Marocco al voto, la monarchia si gioca la credibilità con le Parlamentari
Ilaria Romano 23 novembre 2011

“L’incertezza sui risultati delle elezioni è un fenomeno nuovo nel mondo arabo”, scrive il quotidiano Marrakech, a pochi giorni dal voto per il parlamento del Marocco. È questo uno dei cambiamenti portati dalla primavera araba, nei paesi in cui i regimi sono stati rovesciati, ma anche dove i governi sono corsi ai ripari per arginare le proteste prima che fosse troppo tardi.
Il Nord Africa emerge oggi con tutte le incognite del futuro dopo decenni di elezioni di facciata, vinte sempre dalla formazione al comando con maggioranze schiaccianti, e dove l’opposizione, quando presente, veniva continuamente boicottata, minacciata, ridotta al silenzio ancora prima delle urne.

Il Marocco ha sviluppato un sistema multipartitico sin dall’indipendenza, ma sempre sotto il rigido controllo della monarchia che ha incoraggiato la frammentazione politica proprio per evitare che la nascita di un grande blocco di opposizione che potesse monopolizzare la scena politica. Al voto del 25 novembre per il rinnovo della Camera Bassa del Parlamento, si presenteranno oltre trenta partiti.

Nonostante i sondaggi non siano ammessi, è dato per favorito il Partito di Giustizia e Sviluppo (Pjd), nato agli inizi degli anni Novanta come Movimento Popolare Costituzionale e Democratico, che da sempre si è proposto come formazione vicina alla gente e sensibile al tema della giustizia sociale in chiave islamista. Già alle elezioni del 2007 aveva ottenuto la maggioranza dei voti, e oggi gli analisti internazionali scommettono che potrà ulteriormente incrementare i consensi anche grazie al “vento islamico” che sta soffiando sull’intera regione, come dimostrerebbe la vittoria di Ennahda in Tunisia.

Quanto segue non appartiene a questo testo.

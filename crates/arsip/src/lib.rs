//! `arsip` - A record manager for titled, dated archive entries
//!
//! This library provides the archive controller, attachment handle
//! management, print preview generation and theme preference storage used
//! by the `arsip` binary.

#![warn(missing_docs)]
#![warn(missing_debug_implementations)]
#![deny(unsafe_code)]

pub mod archive;
pub mod attachment;
pub mod cli;
pub mod config;
pub mod error;
pub mod form;
pub mod html;
pub mod logging;
pub mod print;
pub mod record;
pub mod resolver;
pub mod shell;
pub mod spool;
pub mod storage;
pub mod store;
pub mod table;
pub mod theme;

pub use archive::{Archive, Submitted};
pub use attachment::{Attachment, AttachmentKind, Blob, DisplayHandle, SelectedFile};
pub use config::Config;
pub use error::{Error, Result};
pub use form::{FormMode, FormState, FormValues};
pub use logging::init_logging;
pub use print::{
    DocxConverter, DocxHtmlConverter, FilePrintHost, MemoryPrintHost, PrintDispatcher, PrintJob,
    PrintReport, PrintState,
};
pub use record::{Record, RecordId, RecordSummary};
pub use resolver::{AttachmentResolver, HandleProvider, MemoryHandleProvider};
pub use shell::Session;
pub use spool::SpoolHandleProvider;
pub use store::RecordStore;
pub use table::TableView;
pub use theme::{Theme, ThemeToggle};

Eppure esiste uno studio condotto da due organismi indipendenti francesi, Thomas More e Tendance Institute, che ridimensiona le previsioni. La ricerca è stata condotta sulla blogosfera marocchina, per capire quali siano gli umori e i temi di dibattito alla vigilia del voto. È emerso che i giovani sono interessati alla vita politica e vogliono partecipare attivamente, ma sono molto critici nei confronti del governo in carica: anche se apprezzano lo sforzo della monarchia di aprire alle riforme costituzionali, le giudicano insufficienti a garantire un futuro di giustizia sociale. Il giudizio sul Pjd non è entusiastico, anzi, la formazione è spesso percepita come arcaica e non in linea con una società moderna.
La probabile vittoria islamista resta comunque una delle principali questioni di dibattito, insieme al rischio astensionismo. Come già accaduto per il referendum sulle modifiche costituzionali del primo luglio scorso, il Movimento del 20 Febbraio, nato da un gruppo di giovani durante le manifestazioni, invita nuovamente al boicottaggio delle urne, per protestare contro le mancate riforme, promesse e sancite da re Muhammad ma non ancora avviate.

Cinque anni fa soltanto il 37% degli aventi diritto si era presentato ai seggi, ma quest’anno il referendum è stato votato dal 72% degli elettori, dato che ha fatto pensare ad un’inversione di tendenza. In quell’occasione la monarchia è riuscita a contenere l’ondata delle manifestazioni con alcune concessioni: più poteri al primo ministro, che il re deve ora scegliere all’interno del partito che conquista la maggioranza dei seggi, e più competenze per il Parlamento. Un piccolo passo verso una monarchia concretamente parlamentare, seppure con il mantenimento dei pieni poteri del sovrano sulla sicurezza del paese e in politica estera.

In queste elezioni la monarchia si gioca la credibilità e la stabilità per il futuro. Il timore di contare poche schede nelle urne ha spinto il Ministro dell’Interno Taib Cherkaoui a rivolgersi direttamente ai partiti per chiedere un impegno diretto nel garantire la massima affluenza possibile. Il governo ha anche provveduto al finanziamento della campagna elettorale con 220 milioni di dirham, circa 20 milioni di euro, oltre a mettere a disposizione spazi sui media pubblici, equamente ripartiti fra le diverse formazioni.

Da parte loro, i partiti stanno puntando su liste di candidati giovani, e sulla presenza delle donne. Maggie Cacoun è già finita sulle pagine dei giornali perché oltre ad essere data per favorita nelle fila del Partito Sociale di Centro, è cittadina marocchina di religione ebraica. Il Pam, Partito autenticità e modernità, nato nel 2008 non per contestare la monarchia ma per promuovere una modernizzazione economica, punta invece sulla ventitreenne Meryem, che la stampa locale racconta sia stata scelta al posto di un ex parlamentare di 86 anni.